Yesterday we discussed teaching children to respect material possessions. To continue the discussion we refer to "The Birth to Five Book," by Brenda Nixon. Part of her essay, "Grateful Not Greedy" is posted below.
Kids are naturally self-seeking. Our society focuses on acquisition, and while it may be more blessed to give, receiving really is more fun. So its understandable why youngsters aren't grateful.
However, just because greed is to be expected, it's not to be accepted. Gratitude is a matter of learning.
As a parent, the first and most influential teacher, you must teach your impressionable tot how to be appreciative. [As a nanny you must also teach children to be appreciative.] Facing life with an attitude of gratitude will help him be more happy and content. How do you communicate this valuable message? First, slow the greed avalanche right from the start by:
- Limiting TV viewing especially during the holidays when advertisers target [children] as a way to get into [the parents'] bank account.
- Setting limits on the number of birthday and holiday "wish list" items.
- Reminding [the child] that this list is suggestion only.
- Focusing on intangible wealth. Good friends, laughter, safety, and freedom are indeed welcomed gifts.
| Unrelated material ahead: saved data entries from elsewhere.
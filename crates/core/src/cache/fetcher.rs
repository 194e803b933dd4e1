use crate::api::traits::PortfolioApi;
use crate::errors::CoreError;

use super::key::QueryKey;
use super::query_cache::CachedData;

/// Issue the read request behind a query key.
pub async fn fetch_query(api: &dyn PortfolioApi, key: &QueryKey) -> Result<CachedData, CoreError> {
    match key {
        QueryKey::Portfolios => api.list_portfolios().await.map(CachedData::Portfolios),
        QueryKey::Holdings { portfolio_id } => api
            .get_holdings(portfolio_id)
            .await
            .map(CachedData::Holdings),
    }
}
use serde::{Deserialize, Serialize};

use super::holding::Holding;

/// Editable fields of one holding while its row is in edit mode.
///
/// Every field is kept as the raw text the user typed; numbers are parsed
/// only when the draft is submitted.
#[derive(Debug, Clone, PartialEq, Eq, Default, Serialize, Deserialize)]
pub struct EditDraft {
    pub ticker: String,
    pub stop_loss: String,
    pub target: String,
    pub date_of_exit: String,
    pub quantity: String,
    pub average_buy_price: String,
}

impl EditDraft {
    /// Seed a draft from a row's current values; unknown values become "".
    pub fn from_holding(holding: &Holding) -> Self {
        Self {
            ticker: holding.ticker.clone().unwrap_or_default(),
            stop_loss: format_number(holding.stop_loss),
            target: format_number(holding.target),
            date_of_exit: holding.date_of_exit.clone().unwrap_or_default(),
            quantity: format_number(holding.quantity),
            average_buy_price: format_number(holding.average_buy_price),
        }
    }
}

/// Fields of the "add holding" modal.
#[derive(Debug, Clone, PartialEq, Eq, Default, Serialize, Deserialize)]
pub struct AddHoldingDraft {
    pub isin: String,
    pub stock_name: String,
    pub quantity: String,
    pub average_buy_price: String,
    pub ticker: String,
}

fn format_number(value: Option<f64>) -> String {
    value.map(|v| v.to_string()).unwrap_or_default()
}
Second, you can live a grateful lifestyle. It has been said we are always teaching - sometimes we use words. Saying thank you to others or whispering grace before your meals can show gratitude. However, the most successful teaching tool is you. [The child] is a copycat and will act like you. Smile to show appreciation to the server who hands him a glass of milk; give generous hug to his teacher to appreciate her hard work at school; and write notes of thank you for gifts and kindness received. Your grateful behavior will teach your tyke to be grateful too.
Notice nature. It is easy to take our environment for granted. In these early, teachable years, encourage [the] child to appreciate the scenery that surrounds him.
Contrast [his] family with those less fortunate. Remind [the] child that there are people in your community who aren't as blessed: families without homes and sad, lonely people without family or friends. It's never too early to show gratitude for your family.
I like that Webster's dictionary says of thankfulness: "impressed with a sense of kindness received." This definition takes the focus off material possessions.
I believe that children who learn to be thankful early in life receive a permanent lesson in contented living.
The Birth to Five Book, by Brenda Nixon, Revell, 2009.
How do you teach children to appreciate all they have?
Very good info the past few days. Thanks, I need to remember that being self centered is just a part of growing up and to use their faux as as teaching moments.
ReplyDeleteI even told the older brother yesterday, "Don't get mad when she does that. Try to understand she is only two and not capable of understanding why we share. She can't think of how other people feel yet. But in a few years she will have to share because she will be old enough to understand."
Then I told him because he is 8 yrs old he can understand other people's feelings and why.
It was a great discussion. The boy had an "aha" moment. Just great info for both of us!